**Your goal:**
Only the lines that hold the word "order" are wanted from this listing.

*** Data provided Section Begins ***

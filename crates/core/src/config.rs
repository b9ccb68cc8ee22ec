//! # Pipeline Configuration
//!
//! Layered in order: defaults, then `.conveyor/config.json`, then `CONVEYOR_*`
//! environment variables.

use crate::models::AgentModel;
use crate::state::io;
use crate::swarm::pipeline::{PipelineMode, Stage};
use anyhow::{Context, Result};
use serde::{Deserialize, Serialize};
use std::collections::HashMap;
use std::path::PathBuf;
use std::time::Duration;

pub const DEFAULT_MAX_FIX_ITERATIONS: u32 = 3;
pub const DEFAULT_MAX_CONCURRENT_TASKS: usize = 15;
/// 15 minutes per agent invocation
pub const DEFAULT_AGENT_TIMEOUT_SECS: u64 = 900;

/// Configuration consumed by the orchestrator
#[derive(Debug, Clone, Serialize, Deserialize)]
#[serde(default)]
pub struct PipelineConfig {
    /// Model used when a stage has no override
    pub default_model: AgentModel,
    /// Fix/verify passes allowed after the first failing verification
    pub max_fix_iterations: u32,
    /// Pipelines allowed to run at once; the rest wait in FIFO order
    pub max_concurrent_tasks: usize,
    /// Directory the agent works in
    pub workspace_root: PathBuf,
    /// Wall-clock deadline per agent call, in seconds
    pub agent_timeout_secs: u64,
    /// Agent CLI executable
    pub agent_bin: String,
    /// Extra flags appended to every agent invocation
    pub agent_args: Vec<String>,
    /// Skip the classifier and always use this mode (request mode still wins)
    pub force_mode: Option<PipelineMode>,
    /// Task history database
    pub db_path: PathBuf,
    /// Per-stage model overrides (stage -> model)
    pub stage_models: HashMap<Stage, AgentModel>,
}

impl Default for PipelineConfig {
    fn default() -> Self {
        Self {
            default_model: AgentModel::default(),
            max_fix_iterations: DEFAULT_MAX_FIX_ITERATIONS,
            max_concurrent_tasks: DEFAULT_MAX_CONCURRENT_TASKS,
            workspace_root: std::env::current_dir().unwrap_or_else(|_| PathBuf::from(".")),
            agent_timeout_secs: DEFAULT_AGENT_TIMEOUT_SECS,
            agent_bin: "claude".to_string(),
            agent_args: Vec::new(),
            force_mode: None,
            db_path: io::runtime_file("conveyor.db"),
            stage_models: HashMap::new(),
        }
    }
}

impl PipelineConfig {
    /// Defaults, then the runtime config file, then the process environment
    pub async fn load() -> Result<Self> {
        let path = io::runtime_file("config.json");
        let mut config = match io::read_optional(&path).await? {
            Some(content) => serde_json::from_str::<Self>(&content)
                .with_context(|| format!("Invalid config file: {:?}", path))?,
            None => Self::default(),
        };
        config.apply_env(|key| std::env::var(key).ok())?;
        Ok(config)
    }

    /// Overlay `CONVEYOR_*` variables read through `lookup`
    pub fn apply_env<F>(&mut self, lookup: F) -> Result<()>
    where
        F: Fn(&str) -> Option<String>,
    {
        let get = |key: &str| lookup(key).filter(|v| !v.trim().is_empty());

        if let Some(model) = get("CONVEYOR_MODEL") {
            self.default_model = model
                .parse()
                .map_err(|e: String| anyhow::anyhow!("CONVEYOR_MODEL: {}", e))?;
        }
        if let Some(value) = get("CONVEYOR_MAX_FIX_ITERATIONS") {
            self.max_fix_iterations = value
                .trim()
                .parse()
                .with_context(|| format!("CONVEYOR_MAX_FIX_ITERATIONS: invalid number '{}'", value))?;
        }
        if let Some(value) = get("CONVEYOR_MAX_CONCURRENT_TASKS") {
            self.max_concurrent_tasks = value.trim().parse().with_context(|| {
                format!("CONVEYOR_MAX_CONCURRENT_TASKS: invalid number '{}'", value)
            })?;
        }
        if let Some(root) = get("CONVEYOR_WORKSPACE_ROOT") {
            self.workspace_root = PathBuf::from(root);
        }
        if let Some(value) = get("CONVEYOR_AGENT_TIMEOUT_SECS") {
            self.agent_timeout_secs = value.trim().parse().with_context(|| {
                format!("CONVEYOR_AGENT_TIMEOUT_SECS: invalid number '{}'", value)
            })?;
        }
        if let Some(bin) = get("CONVEYOR_AGENT_BIN") {
            self.agent_bin = bin;
        }
        if let Some(mode) = get("CONVEYOR_FORCE_MODE") {
            self.force_mode = Some(
                mode.parse()
                    .map_err(|e: String| anyhow::anyhow!("CONVEYOR_FORCE_MODE: {}", e))?,
            );
        }
        if let Some(path) = get("CONVEYOR_DB_PATH") {
            self.db_path = PathBuf::from(path);
        }

        if self.max_concurrent_tasks == 0 {
            anyhow::bail!("max_concurrent_tasks must be at least 1");
        }
        Ok(())
    }

    pub fn agent_timeout(&self) -> Duration {
        Duration::from_secs(self.agent_timeout_secs)
    }

    /// Model for a stage: per-stage override, then the task's model
    pub fn model_for(&self, stage: Stage, task_model: AgentModel) -> AgentModel {
        self.stage_models.get(&stage).copied().unwrap_or(task_model)
    }
}

#[cfg(test)]
mod tests {
    use super::*;

    fn env(pairs: &'static [(&'static str, &'static str)]) -> impl Fn(&str) -> Option<String> {
        move |key| {
            pairs
                .iter()
                .find(|(k, _)| *k == key)
                .map(|(_, v)| v.to_string())
        }
    }

    #[test]
    fn test_defaults() {
        let config = PipelineConfig::default();
        assert_eq!(config.max_fix_iterations, 3);
        assert_eq!(config.max_concurrent_tasks, 15);
        assert_eq!(config.agent_timeout(), Duration::from_secs(900));
        assert_eq!(config.default_model, AgentModel::Sonnet);
        assert!(config.force_mode.is_none());
    }

    #[test]
    fn test_env_overrides() {
        let mut config = PipelineConfig::default();
        config
            .apply_env(env(&[
                ("CONVEYOR_MODEL", "opus"),
                ("CONVEYOR_MAX_FIX_ITERATIONS", "5"),
                ("CONVEYOR_MAX_CONCURRENT_TASKS", "2"),
                ("CONVEYOR_FORCE_MODE", "fast"),
                ("CONVEYOR_WORKSPACE_ROOT", "/tmp/ws"),
            ]))
            .unwrap();

        assert_eq!(config.default_model, AgentModel::Opus);
        assert_eq!(config.max_fix_iterations, 5);
        assert_eq!(config.max_concurrent_tasks, 2);
        assert_eq!(config.force_mode, Some(PipelineMode::Fast));
        assert_eq!(config.workspace_root, PathBuf::from("/tmp/ws"));
    }

    #[test]
    fn test_invalid_env_is_an_error() {
        let mut config = PipelineConfig::default();
        let err = config
            .apply_env(env(&[("CONVEYOR_MAX_FIX_ITERATIONS", "many")]))
            .unwrap_err();
        assert!(err.to_string().contains("CONVEYOR_MAX_FIX_ITERATIONS"));

        let mut config = PipelineConfig::default();
        assert!(config
            .apply_env(env(&[("CONVEYOR_MAX_CONCURRENT_TASKS", "0")]))
            .is_err());
    }

    #[test]
    fn test_partial_config_file() {
        let config: PipelineConfig = serde_json::from_str(
            r#"{"max_fix_iterations": 1, "agent_args": ["--permission-mode", "acceptEdits"], "stage_models": {"planning": "opus"}}"#,
        )
        .unwrap();
        assert_eq!(config.max_fix_iterations, 1);
        assert_eq!(config.agent_args, vec!["--permission-mode", "acceptEdits"]);
        assert_eq!(config.max_concurrent_tasks, 15);
        assert_eq!(
            config.model_for(Stage::Planning, AgentModel::Haiku),
            AgentModel::Opus
        );
        assert_eq!(
            config.model_for(Stage::Implementing, AgentModel::Haiku),
            AgentModel::Haiku
        );
    }
}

*** Data provided Section Ends ***

**Output of the exercise:**
//! Layered in order: defaults, then `.conveyor/config.json`, then `CONVEYOR_*`
    /// Pipelines allowed to run at once; the rest wait in FIFO order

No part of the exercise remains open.